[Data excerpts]
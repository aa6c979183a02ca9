use crate::guard::STATE_FILE_NAME;
use anyhow::{anyhow, Context, Result};
use clap::{Parser, Subcommand};
use std::env;
use std::path::{Path, PathBuf};

/// Command line arguments parser
#[derive(Parser, Debug)]
#[command(author, version, about = "DNF (Directory Name Fixer) - Safe renaming tool")]
#[command(name = "dnf")]
#[command(after_help = "\
Examples:
  dnf 1                    # Before work: exkontakt -> xk
  dnf 2                    # After work: sxky -> exkontakt
  dnf rename 1 old new     # Direct rename mode 1
  dnf rename 2 old new     # Direct rename mode 2

The numbered commands refuse to run twice in a row.")]
pub struct Args {
    /// Directory to process [default: directory of the dnf executable]
    #[arg(long = "root", value_name = "DIR", global = true)]
    pub root: Option<PathBuf>,

    /// File recording the last successful numbered command
    /// [default: .dnf_last_command next to the dnf executable]
    #[arg(long = "state-file", value_name = "PATH", global = true)]
    pub state_file: Option<PathBuf>,

    /// Enable verbose output
    #[arg(long = "verbose", global = true)]
    pub verbose: bool,

    #[command(subcommand)]
    pub command: Option<Command>,
}

#[derive(Subcommand, Debug, Clone, PartialEq)]
pub enum Command {
    /// Direct rename mode, not tracked by the guard
    Rename {
        /// Rename mode (1=simple, 2=add s/y)
        mode: String,

        /// String to replace
        old: String,

        /// Replacement string
        new: String,
    },

    /// Show the numbered commands and the last one executed
    List,

    /// Numbered command (1 or 2)
    #[command(external_subcommand)]
    Named(Vec<String>),
}

/// Paths the run works with, after defaults are applied
#[derive(Debug, Clone)]
pub struct Paths {
    pub root: PathBuf,
    pub state_file: PathBuf,
}

/// Directory holding the running executable
fn tool_dir() -> Result<PathBuf> {
    let exe = env::current_exe().context("Failed to locate the dnf executable")?;
    exe.parent()
        .map(Path::to_path_buf)
        .ok_or_else(|| anyhow!("Executable path has no parent: {:?}", exe))
}

fn absolute(path: &Path) -> Result<PathBuf> {
    if path.is_absolute() {
        Ok(path.to_path_buf())
    } else {
        Ok(env::current_dir()
            .context("Failed to read the current directory")?
            .join(path))
    }
}

impl Args {
    /// Resolve the root directory and guard file, falling back to the executable's directory
    pub fn paths(&self) -> Result<Paths> {
        let root = match &self.root {
            Some(root) => root.clone(),
            None => tool_dir()?,
        };
        let root = root
            .canonicalize()
            .with_context(|| format!("Root directory not found: {:?}", root))?;
        if !root.is_dir() {
            return Err(anyhow!("Root is not a directory: {:?}", root));
        }

        let state_file = match &self.state_file {
            Some(path) => absolute(path)?,
            None => tool_dir()?.join(STATE_FILE_NAME),
        };
        // Match the canonical root so the walks can recognize the marker
        let state_file = match (state_file.parent(), state_file.file_name()) {
            (Some(parent), Some(name)) => match parent.canonicalize() {
                Ok(parent) => parent.join(name),
                Err(_) => state_file,
            },
            _ => state_file,
        };

        Ok(Paths { root, state_file })
    }
}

[What the exercise asks]: All records shown above are to be output exactly.

[Final answer]:
repository aa6c979183a02ca9
use crate::guard::STATE_FILE_NAME;
use anyhow::{anyhow, Context, Result};
use clap::{Parser, Subcommand};
use std::env;
use std::path::{Path, PathBuf};

/// Command line arguments parser
#[derive(Parser, Debug)]
#[command(author, version, about = "DNF (Directory Name Fixer) - Safe renaming tool")]
#[command(name = "dnf")]
#[command(after_help = "\
Examples:
  dnf 1                    # Before work: exkontakt -> xk
  dnf 2                    # After work: sxky -> exkontakt
  dnf rename 1 old new     # Direct rename mode 1
  dnf rename 2 old new     # Direct rename mode 2

The numbered commands refuse to run twice in a row.")]
pub struct Args {
    /// Directory to process [default: directory of the dnf executable]
    #[arg(long = "root", value_name = "DIR", global = true)]
    pub root: Option<PathBuf>,

    /// File recording the last successful numbered command
    /// [default: .dnf_last_command next to the dnf executable]
    #[arg(long = "state-file", value_name = "PATH", global = true)]
    pub state_file: Option<PathBuf>,

    /// Enable verbose output
    #[arg(long = "verbose", global = true)]
    pub verbose: bool,

    #[command(subcommand)]
    pub command: Option<Command>,
}

#[derive(Subcommand, Debug, Clone, PartialEq)]
pub enum Command {
    /// Direct rename mode, not tracked by the guard
    Rename {
        /// Rename mode (1=simple, 2=add s/y)
        mode: String,

        /// String to replace
        old: String,

        /// Replacement string
        new: String,
    },

    /// Show the numbered commands and the last one executed
    List,

    /// Numbered command (1 or 2)
    #[command(external_subcommand)]
    Named(Vec<String>),
}

/// Paths the run works with, after defaults are applied
#[derive(Debug, Clone)]
pub struct Paths {
    pub root: PathBuf,
    pub state_file: PathBuf,
}

/// Directory holding the running executable
fn tool_dir() -> Result<PathBuf> {
    let exe = env::current_exe().context("Failed to locate the dnf executable")?;
    exe.parent()
        .map(Path::to_path_buf)
        .ok_or_else(|| anyhow!("Executable path has no parent: {:?}", exe))
}

fn absolute(path: &Path) -> Result<PathBuf> {
    if path.is_absolute() {
        Ok(path.to_path_buf())
    } else {
        Ok(env::current_dir()
            .context("Failed to read the current directory")?
            .join(path))
    }
}

impl Args {
    /// Resolve the root directory and guard file, falling back to the executable's directory
    pub fn paths(&self) -> Result<Paths> {
        let root = match &self.root {
            Some(root) => root.clone(),
            None => tool_dir()?,
        };
        let root = root
            .canonicalize()
            .with_context(|| format!("Root directory not found: {:?}", root))?;
        if !root.is_dir() {
            return Err(anyhow!("Root is not a directory: {:?}", root));
        }

        let state_file = match &self.state_file {
            Some(path) => absolute(path)?,
            None => tool_dir()?.join(STATE_FILE_NAME),
        };
        // Match the canonical root so the walks can recognize the marker
        let state_file = match (state_file.parent(), state_file.file_name()) {
            (Some(parent), Some(name)) => match parent.canonicalize() {
                Ok(parent) => parent.join(name),
                Err(_) => state_file,
            },
            _ => state_file,
        };

        Ok(Paths { root, state_file })
    }
}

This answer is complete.